Conidial synnemata could form on rice/silkworm medium after two weeks of growth; perithecial stromata formed after the synnemata in the single instance when stromata of Cordyceps isolate EFCC C-783 formed in vitro. Species of Beauveria, Metarhizium and some other common entomopathogenic hyphomycetes do not usually produce synnemata but can occasionally do so either in culture or on infected hosts in the field. Synnemata are common or usual, but not necessarily always formed, for many entomopathogenic species in Hirsutella, Paecilomyces, and other genera. While Hirsutella contains numerous synnematous species, some species produce no synnemata on infected hosts or in culture (Minter and Brady, 1980; Minter et al., 1983; Hodge, 1998), but cultures of one variety of a normally mononematous species, H. thompsonii Fisher var. synnematosa Samson (1980) can produce large synnemata with a nearly stromatic texture.
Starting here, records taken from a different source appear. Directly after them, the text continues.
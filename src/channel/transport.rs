//! Transport seam between the channel and the network
//!
//! A [`Connector`] starts one connection attempt per call and reports what
//! happens to it through the [`EventSink`] it was given. The channel owns the
//! returned [`Transport`] and closes it on teardown.

use std::fmt;
use std::sync::Weak;

use url::Url;

/// Something that happened to a transport
#[derive(Debug, Clone, PartialEq, Eq)]
pub enum TransportEvent {
    /// Connection established
    Opened,
    /// One text frame received
    Message(String),
    /// Connect failure or mid-stream error
    Error(String),
    /// Remote closed the connection or the stream ended
    Closed,
}

/// Starts connection attempts
pub trait Connector: Send + Sync + 'static {
    /// Begin connecting to `address` without blocking.
    ///
    /// Events must be emitted asynchronously, never from inside `open`.
    fn open(&self, address: &Url, sink: EventSink) -> Box<dyn Transport>;
}

/// Handle to one live connection attempt
pub trait Transport: Send {
    /// Request shutdown. Must be idempotent.
    fn close(&mut self);
}

/// Receiver side of transport events, implemented by the channel
pub(crate) trait EventTarget: Send + Sync {
    fn on_transport_event(&self, attempt: u64, event: TransportEvent);
}

/// Reports events for one connection attempt back to its channel
///
/// Events from an attempt the channel has since replaced or torn down are
/// ignored, so a sink may outlive its transport safely.
#[derive(Clone)]
pub struct EventSink {
    target: Weak<dyn EventTarget>,
    attempt: u64,
}

impl EventSink {
    pub(crate) fn new(target: Weak<dyn EventTarget>, attempt: u64) -> Self {
        Self { target, attempt }
    }

    /// Generation number of the attempt this sink belongs to
    pub fn attempt(&self) -> u64 {
        self.attempt
    }

    /// Deliver an event. Does nothing once the channel is gone.
    pub fn emit(&self, event: TransportEvent) {
        if let Some(target) = self.target.upgrade() {
            target.on_transport_event(self.attempt, event);
        }
    }

    /// Whether the owning channel still exists
    pub fn is_attached(&self) -> bool {
        self.target.strong_count() > 0
    }
}

impl fmt::Debug for EventSink {
    fn fmt(&self, f: &mut fmt::Formatter<'_>) -> fmt::Result {
        f.debug_struct("EventSink")
            .field("attempt", &self.attempt)
            .field("attached", &self.is_attached())
            .finish()
    }
}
Many Paecilomyces species usually form synnemata on their hosts (Samson, 1974) but in culture progressively lose the ability to form them. The synnemata of entomopathogenic Cordyceps anamorphs seem to reflect an inherent genomic capacity to produce erect stromata, little is understood about the conditions influencing the formation of such erect fascicles of hyphae or even the fundamental development differences between more loosely organized conidial synnemata and erect stromata bearing perithecia and asci. The phenomenon that C. bassiana may produce its Beauveria anamorph on synnemata is an interesting but one without taxonomic significance.

The ability to obtain the in vitro production of ascomata by such entomopathogens as Beauveria species enables significant new studies of the ecology, mating system, developmental biology, biochemistry, and pathogenensis of these fungi that would be difficult or impossible to approach by any other means. Production of Cordyceps stromata in culture could also open possibilities for entirely new frontiers in the study and, indeed, practical exploitation of these fungi for biocontrol by breeding new isolates, for medicinal purposes, and for development of cottage industries to produce Cordyceps stromata especially for use in traditional Asian medicine.

Until recently, the only Beauveria species for which a teleomorphic connection was indisputably confirmed was B. brongniartii (Shimazu et al., 1988), although this hyphomycete was shown in culture to be the anamorph of both C. brongniartii and C. scarabaeicola. In analyses of small and large subunit rDNA from the Clavicipitaceae by Sung et al. (2001), all samples of Beauveria species or their teleomorphs clustered together. The pairings of B. caledonica and C. scarabaeicola in the dendrogram in Sung et al. (2001) is no indication of anamorphic-teleomorphic connection since ascospore cultures from Japanese and Korean C. scarabaeicola collections formed only B. brongniartii (Shimazu et al., 1988; Sung, 1996) but might indicate the possible synonymy of B. caledonica (isolated from Scottish soil, Bissett and Widden, 1988) with the morphologically very similar entomopathogen, B. brongniartii. The distribution of B. brongniartii and one of its two teleomorphs onto two branches within a clade does confirm that B. brongniartii probably needs to be split into at least two species (M. Shimazu, personal communication).

The data presented here for C. bassiana and by Sung (1996) comparing ascomata of the same fungus produced on field-collected hosts and in culture cast doubt on the value of some traditional structural criteria to distinguish among similar Cordyceps species. These findings underscore the ultimate importance of complementing and extending traditional data about morphology, development, pathobiology, anamorph-teleomorph connections, biogeography, and other characters with molecular data (Liu et al., 2002) to allow a long needed comprehensive taxonomic revision of this large, cosmopolitan, and complex genus.